Exploratory Data Analysis Flashcards
What is a normal distribution
A normal distribution is a probability distribution that is symmetric around its mean, examples are heights and weights of people, IQ scores. In a normal distribution, the mean, median, and mode are all equal
What is a skewed distribution
A skewed distribution is a probability distribution where the data is not symmetric around the mean, and one tail of the distribution has more extreme values than the other. There are two types of skewed distributions: left-skewed (negative skew) and right-skewed (positive skew)
What is an example of left-skewed distributions
Prices of used cars, where there are more cards with a high price than with a low price
What is an example of right-skewed distributions
Distributions of age at first marriage, where there are more people who get married at a younger age than at an older age
What is a uniform distribution
A uniform distribution is a probability distribution where all values have an equal chance of occurring. This means that the probability of any value within a given range is the same.
What is an example of uniform distribution
Rolling a fair die, where each number has an equal chance of being rolled
What is a bi-modal distribution
A bi-modal distribution is a probability distribution where there are two distinct peaks, or modes, in the data. This indicates that there are two underlying subpopulations within the data that are distinct from each other.
What is an example of bi-modal distribution
An example of a bi-modal distribution is the distribution of heights for a population that includes both adults and children
What are some key features of a normal distribution
Some key features of a normal distribution include the fact that it is symmetric, the mean, median and mode are all equal, and the frequency falls off in both directions away from the centre
What is the area under the curve of a normal distribution
The area under the curve of a normal distribution is equal to 1, meaning that the probabilities of all possible outcome sum up to 1
What are the two parameters that determine the shape of a normal distribution
The two parameters that determine the shape of a normal distribution are the mean and the standard deviation
What is the empirical rule
The empirical rule is a statistical rule of thumb that states that for a normal distribution, approximately 68% of the data falls within one standard deviation of the mean, 95% of the data falls within two standard deviations of the mean, and 99.7 of the data falls within three standard deviations of the mean
Can a distribution be both normal and skewed
No, a distribution cannot be both normal and skewed.

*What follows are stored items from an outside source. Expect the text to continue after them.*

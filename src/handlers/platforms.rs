// handlers/platforms.rs - /platforms handler
// Streaming services the user follows, shown as tiles on the dashboard.

use serde_json::json;

use crate::api::{Envelope, HandlerRequest, Method, Reply};
use crate::database::models::NewPlatform;
use crate::database::{Patch, PatchField};
use crate::error::ApiError;
use crate::handlers::{finish, preflight, AppState};

const ALLOWED: &[Method] = &[Method::Get, Method::Post, Method::Put, Method::Delete];

const DEFAULT_ICON: &str = "Tv";
const DEFAULT_COLOR: &str = "bg-primary";

const PLATFORM_FIELDS: &[PatchField] = &[
    PatchField::text("name"),
    PatchField::text("icon"),
    PatchField::text("color"),
    PatchField::text("status"),
];

pub async fn handle(state: &AppState, request: HandlerRequest) -> Envelope {
    if let Some(envelope) = preflight("platforms", &request, ALLOWED) {
        return envelope;
    }
    dispatch(state, &request).await.into()
}

async fn dispatch(state: &AppState, request: &HandlerRequest) -> Result<Reply, ApiError> {
    let (mut scope, user_id) = state.authenticated(request).await?;

    let reply = match request.method() {
        Method::Get => {
            let platforms = scope.list_platforms(user_id).await?;
            Reply::ok(json!({ "platforms": platforms }))
        }
        Method::Post => {
            let body = request.json_body()?;
            let name = body
                .text("name")
                .ok_or_else(|| ApiError::bad_request("Platform name required"))?;
            let new_platform = NewPlatform {
                name: name.to_string(),
                icon: body.text_or("icon", DEFAULT_ICON)?.to_string(),
                color: body.text_or("color", DEFAULT_COLOR)?.to_string(),
            };
            let platform = scope.insert_platform(user_id, &new_platform).await?;
            Reply::created(json!({ "platform": platform }))
        }
        Method::Put => {
            let body = request.json_body()?;
            let platform_id = body
                .id("id")
                .ok_or_else(|| ApiError::bad_request("Platform ID required"))?;
            let patch = Patch::from_body(body.as_map(), PLATFORM_FIELDS)?;
            let platform = scope
                .update_platform(user_id, platform_id, &patch)
                .await?
                .ok_or_else(not_found)?;
            Reply::ok(json!({ "platform": platform }))
        }
        Method::Delete => {
            let body = request.json_body()?;
            let platform_id = body
                .id("id")
                .ok_or_else(|| ApiError::bad_request("Platform ID required"))?;
            if !scope.delete_platform(user_id, platform_id).await? {
                return Err(not_found());
            }
            Reply::ok(json!({ "message": "Platform deleted" }))
        }
        _ => return Err(ApiError::MethodNotAllowed),
    };

    finish(scope, reply).await
}

fn not_found() -> ApiError {
    ApiError::not_found("Platform not found")
}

A normal distribution is always symmetric, while a skewed distribution is not symmetric
What is the difference between normal distribution and a uniform distribution
A normal distribution is bell-shaped and symmetric around the mean, while a uniform distribution is flat and all values are equally likely
What is the difference between skewed left and skewed right
Skewed left and skewed right refer to the direction of the tail of the distribution. In a skewed left distribution, the tail is on the left side and the mean is smaller than the median. In a skewed right distribution, the tail is on the right side and the mean is larger than the media
How do skewed distributions impact statistical analysis
Skewed distributions can have a significant impact on statistical analysis because they can influence the interpretation of measures such as the mean and standard deviation
What is the relationship between the mean and median in a skewed distribution
In a skewed distribution, the mean and median can be different from each other. The mean is pulled towards the tail of the distribution, while the median remains in the centre
Why is a perfectly flat uniform distribution rare
A perfectly flat uniform distribution is rare because it would require an infinite sample size, which is not practical in most cases. In reality, even if the distributions are uniform, there will be some small variation due to sampling
What is the relationship between mean and median in uniform distribution
The mean and median are equal. This is because every value in the distribution has the same frequency of occurrence and contributes equally to the calculation of both mean and median
How does a bi-modal distribution differ from a normal distribution
A normal distribution is symmetrical with a single peak, whereas a bi-modal distribution has two peaks and is not symmetrical
What are some examples of phenomena that may exhibit a bi-modal distribution
Income distributions in certain societies, test scores for a bi-modal test, or bi-modal response patterns in psychological studies
What is the Inter Quartile Range (IQR)
The Inter Quartile Range is the range between the first and third quartiles of a dataset
What is the IQR used for
The IQR is used to measure the spread of data by identifying the range between the first quartile (Q1) and the third quartile (Q3)
What are the 6 different data points usually found on a box plot
Minimum, Quartile 1, Median (Q2), Quartile 3, Maximum, Extreme values (outliers)